Außerdem soll sich die Gemeinde Hinte der BI, der Stadt Emden sowie der Stadt Borkum bei ihrem Widerstand gegen die Genehmigung zur Erweiterung der Abfallverbrennungsanlage der EEW Energie From Waste Delfzijl B.V. anschließen. Dort soll eine Klärschlammanlage entstehen.
Zugleich solle auch auf den Landkreis Aurich Druck ausgeübt werden, sich dieses Themas anzunehmen. Dazu soll der Landkreis Naturschutzbehörden wie den NLWKN und den Nationalpark Niedersächsisches Wattenmeer mit einbeziehen. Mit der Mitgliedschaft der Gemeinde Hinte sollten die ostfriesischen Widerständler gegen die niederländische Industrie weiteren Rückenwind erfahren, hofft Initiator Gerhard Weidemann (Die Grünen), „denn auch wir hier spüren die Auswirkungen der niederländischen Schwerindustrie“.
Einen Schritt weiter ist derweil Hintes Nachbargemeinde, die Krummhörn. Sie ist bereits Mitglied der Bürgerinitiative Saubere Luft Ostfriesland. Da soll nach dem Willen von Grünen-Chef Joachim Kah aber mehr Druck aufgebaut werden, sagte Kah. „Wir können nicht wie bisher nur darauf hinweisen, dass wir eigentlich nicht zuständig sind und die Verantwortung auf andere schieben“, sagt Kah.
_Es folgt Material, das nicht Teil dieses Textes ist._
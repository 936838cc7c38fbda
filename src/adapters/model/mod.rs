//! Model adapters. Implement ModelLoader/InferenceSession.
//!
//! Provides the tract ONNX runtime and a mock for testing.

pub mod mock_adapter;
pub mod onnx_adapter;

pub use mock_adapter::{MockModelLoader, MockSession};
pub use onnx_adapter::{OnnxModelLoader, OnnxSession};
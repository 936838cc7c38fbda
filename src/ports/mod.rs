//! Port traits. API boundaries for the hexagon.
//!
//! - Inbound: Called by UI/adapter into the application
//! - Outbound: Called by application into infrastructure

pub mod inbound;
pub mod outbound;

pub use inbound::InputPort;
pub use outbound::{InferenceSession, ModelLoader};
//! CSV utilities for batch valuation. Uses the `csv` crate for safe (de)serialization.
//!
//! Input columns: `purpose,category,city,region,rooms,bathrooms,size`.
//! Every cell is read as text so a bad value fails its row, not the whole file.

use serde::{Deserialize, Serialize};

/// One property to value, as written in the input file.
#[derive(Debug, Clone, Default, Deserialize)]
pub struct BatchRow {
    pub purpose: String,
    pub category: String,
    pub city: String,
    pub region: String,
    pub rooms: String,
    pub bathrooms: String,
    pub size: String,
}

/// One output line: the echoed input plus either a result or an error.
#[derive(Debug, Clone, Default, Serialize)]
pub struct BatchRecord {
    pub row: usize,
    pub purpose: String,
    pub category: String,
    pub city: String,
    pub region: String,
    pub rooms: String,
    pub bathrooms: String,
    pub size: String,
    pub point_estimate: Option<u64>,
    pub low: Option<u64>,
    pub high: Option<u64>,
    pub price_per_sqm: Option<u64>,
    pub error: Option<String>,
}

impl BatchRecord {
    pub fn for_row(row: usize, input: &BatchRow) -> Self {
        Self {
            row,
            purpose: input.purpose.clone(),
            category: input.category.clone(),
            city: input.city.clone(),
            region: input.region.clone(),
            rooms: input.rooms.clone(),
            bathrooms: input.bathrooms.clone(),
            size: input.size.clone(),
            ..Self::default()
        }
    }

    pub fn is_ok(&self) -> bool {
        self.error.is_none()
    }
}

/// Parse input rows. Cells are trimmed; header names must match [`BatchRow`].
pub fn parse_rows(data: &[u8]) -> Result<Vec<BatchRow>, csv::Error> {
    let mut rdr = csv::ReaderBuilder::new()
        .trim(csv::Trim::All)
        .from_reader(data);
    rdr.deserialize().collect()
}

/// Serialize output records with a header row.
pub fn records_to_csv(records: &[BatchRecord]) -> Result<String, csv::Error> {
    let mut wtr = csv::WriterBuilder::new()
        .has_headers(true)
        .from_writer(Vec::new());
    for record in records {
        wtr.serialize(record)?;
    }
    wtr.flush()?;

    let bytes = wtr.into_inner().map_err(|e| {
        csv::Error::from(std::io::Error::new(
            std::io::ErrorKind::Other,
            e.to_string(),
        ))
    })?;

    String::from_utf8(bytes).map_err(|e| {
        csv::Error::from(std::io::Error::new(
            std::io::ErrorKind::InvalidData,
            e.to_string(),
        ))
    })
}
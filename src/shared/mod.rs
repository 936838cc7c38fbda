//! Cross-cutting concerns shared by the binary and adapters.

pub mod config;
Mit einem entsprechenden Appell habe er sich zuletzt auch an die weiteren Fraktionen im Krummhörner Gemeinderat gewandt. Zugleich bietet Kah an, sich mit den Grünen in der Gemeinde Hinte, der Stadt Emden, der Gemeinde Südbrookmerland und der Stadt Norden zu einem Arbeitskreis zu versammeln, um den Widerstand besser zu koordinieren, „sobald die Pandemie es zulässt“.
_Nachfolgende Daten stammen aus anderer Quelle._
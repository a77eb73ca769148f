use std::time::Duration;

/// Default event-poll interval in milliseconds.
///
/// The countdown itself advances in whole wall-clock seconds; polling faster
/// just keeps the display and drag feedback responsive.
pub const DEFAULT_TICK_MS: u64 = 250;

/// Get tick duration
pub fn tick_duration() -> Duration {
    Duration::from_millis(DEFAULT_TICK_MS)
}

#[cfg(test)]
mod tests {
    use super::*;

    #[test]
    fn test_tick_duration() {
        let duration = tick_duration();
        assert_eq!(duration, Duration::from_millis(250));
    }
}
use serde::{Deserialize, Serialize};
use uuid::Uuid;

/// A single to-do item on the board
#[derive(Debug, Clone, PartialEq, Eq, Serialize, Deserialize)]
pub struct Task {
    /// Runtime-only ID used to follow a task across reorders (not persisted)
    #[serde(skip)]
    pub id: Uuid,
    /// Task text as entered; may be empty
    pub text: String,
    #[serde(default)]
    pub completed: bool,
}

impl Task {
    pub fn new(text: String) -> Self {
        Self {
            id: Uuid::new_v4(),
            text,
            completed: false,
        }
    }
}

/// Ordered task list; the single source of truth for board state.
///
/// Vector position is display order. Duplicate text is allowed and empty
/// text is accepted (it shows up as a blank entry).
#[derive(Debug, Clone, Default)]
pub struct TaskBoard {
    tasks: Vec<Task>,
}

impl TaskBoard {
    pub fn new() -> Self {
        Self { tasks: Vec::new() }
    }

    /// Rebuild a board from deserialized tasks, assigning fresh runtime IDs
    pub fn from_tasks(mut tasks: Vec<Task>) -> Self {
        for task in &mut tasks {
            task.id = Uuid::new_v4();
        }
        Self { tasks }
    }

    /// Append a new task with `completed = false`. No validation on text.
    pub fn add(&mut self, text: String) {
        self.tasks.push(Task::new(text));
    }

    /// Flip the completed flag at `index`. Silent no-op out of range.
    pub fn toggle(&mut self, index: usize) -> bool {
        match self.tasks.get_mut(index) {
            Some(task) => {
                task.completed = !task.completed;
                true
            }
            None => false,
        }
    }

    /// Move the task at `from` so it ends up at position `to` of the
    /// resulting list (`to` is clamped). Silent no-op if `from` is out of
    /// range or the move changes nothing.
    pub fn move_task(&mut self, from: usize, to: usize) -> bool {
        if from >= self.tasks.len() {
            return false;
        }
        let task = self.tasks.remove(from);
        let dest = to.min(self.tasks.len());
        self.tasks.insert(dest, task);
        dest != from
    }

    /// Remove and return the task at `index`. Silent no-op out of range.
    pub fn remove(&mut self, index: usize) -> Option<Task> {
        if index < self.tasks.len() {
            Some(self.tasks.remove(index))
        } else {
            None
        }
    }

    /// Read-only view for rendering
    pub fn tasks(&self) -> &[Task] {
        &self.tasks
    }

    pub fn len(&self) -> usize {
        self.tasks.len()
    }

    pub fn is_empty(&self) -> bool {
        self.tasks.is_empty()
    }

    pub fn completed_count(&self) -> usize {
        self.tasks.iter().filter(|t| t.completed).count()
    }

    /// Current position of a task by runtime ID (stable across reorders)
    pub fn position_of(&self, id: Uuid) -> Option<usize> {
        self.tasks.iter().position(|t| t.id == id)
    }
}

#[cfg(test)]
mod tests {
    use super::*;
    use pretty_assertions::assert_eq;

    fn board_of(texts: &[&str]) -> TaskBoard {
        let mut board = TaskBoard::new();
        for text in texts {
            board.add(text.to_string());
        }
        board
    }

    #[test]
    fn test_add_appends_incomplete_task() {
        let mut board = board_of(&["First"]);
        board.add("Write report".to_string());

        assert_eq!(board.len(), 2);
        let last = board.tasks().last().unwrap();
        assert_eq!(last.text, "Write report");
        assert!(!last.completed);
    }

    #[test]
    fn test_add_accepts_empty_text() {
        let mut board = TaskBoard::new();
        board.add(String::new());

        assert_eq!(board.len(), 1);
        assert_eq!(board.tasks()[0].text, "");
    }

    #[test]
    fn test_add_allows_duplicate_text() {
        let board = board_of(&["Same", "Same"]);
        assert_eq!(board.len(), 2);
    }

    #[test]
    fn test_toggle_twice_restores_flag() {
        let mut board = board_of(&["A", "B"]);

        assert!(board.toggle(1));
        assert!(board.tasks()[1].completed);
        assert_eq!(board.completed_count(), 1);

        assert!(board.toggle(1));
        assert!(!board.tasks()[1].completed);
        assert_eq!(board.completed_count(), 0);
    }

    #[test]
    fn test_toggle_out_of_range_is_noop() {
        let mut board = board_of(&["A"]);
        assert!(!board.toggle(5));
        assert_eq!(board.completed_count(), 0);
    }

    #[test]
    fn test_move_task_front_to_back() {
        let mut board = board_of(&["a", "b", "c"]);
        board.toggle(0);

        assert!(board.move_task(0, 2));

        let order: Vec<&str> = board.tasks().iter().map(|t| t.text.as_str()).collect();
        assert_eq!(order, vec!["b", "c", "a"]);
        // Completed flag travels with the task
        assert!(board.tasks()[2].completed);
        assert!(!board.tasks()[0].completed);
    }

    #[test]
    fn test_move_task_clamps_destination() {
        let mut board = board_of(&["a", "b", "c"]);
        assert!(board.move_task(0, 99));

        let order: Vec<&str> = board.tasks().iter().map(|t| t.text.as_str()).collect();
        assert_eq!(order, vec!["b", "c", "a"]);
    }

    #[test]
    fn test_move_task_out_of_range_source_is_noop() {
        let mut board = board_of(&["a", "b"]);
        assert!(!board.move_task(7, 0));

        let order: Vec<&str> = board.tasks().iter().map(|t| t.text.as_str()).collect();
        assert_eq!(order, vec!["a", "b"]);
    }

    #[test]
    fn test_move_task_same_position_is_noop() {
        let mut board = board_of(&["a", "b"]);
        assert!(!board.move_task(1, 1));
    }

    #[test]
    fn test_remove() {
        let mut board = board_of(&["a", "b", "c"]);

        let removed = board.remove(1).unwrap();
        assert_eq!(removed.text, "b");
        assert_eq!(board.len(), 2);

        assert!(board.remove(9).is_none());
        assert_eq!(board.len(), 2);
    }

    #[test]
    fn test_position_of_tracks_reorder() {
        let mut board = board_of(&["a", "b", "c"]);
        let id = board.tasks()[0].id;

        board.move_task(0, 2);
        assert_eq!(board.position_of(id), Some(2));
    }

    #[test]
    fn test_from_tasks_regenerates_ids() {
        let stored = vec![
            Task {
                id: Uuid::nil(),
                text: "a".to_string(),
                completed: true,
            },
            Task {
                id: Uuid::nil(),
                text: "b".to_string(),
                completed: false,
            },
        ];

        let board = TaskBoard::from_tasks(stored);
        assert_ne!(board.tasks()[0].id, Uuid::nil());
        assert_ne!(board.tasks()[0].id, board.tasks()[1].id);
        assert!(board.tasks()[0].completed);
    }
}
Mit diesem Thema könnte auf den Krummhörner Gemeinderat allerdings ein alter Bekannter wieder zukommen: die Debatte um eine Luftschadstoffmessstation am Deich. Dieses Thema war vor wenigen Jahren vom Gemeinderat abgeschmettert worden, inzwischen ist die Frist für eine Neuauflage des Antrags allerdings abgelaufen.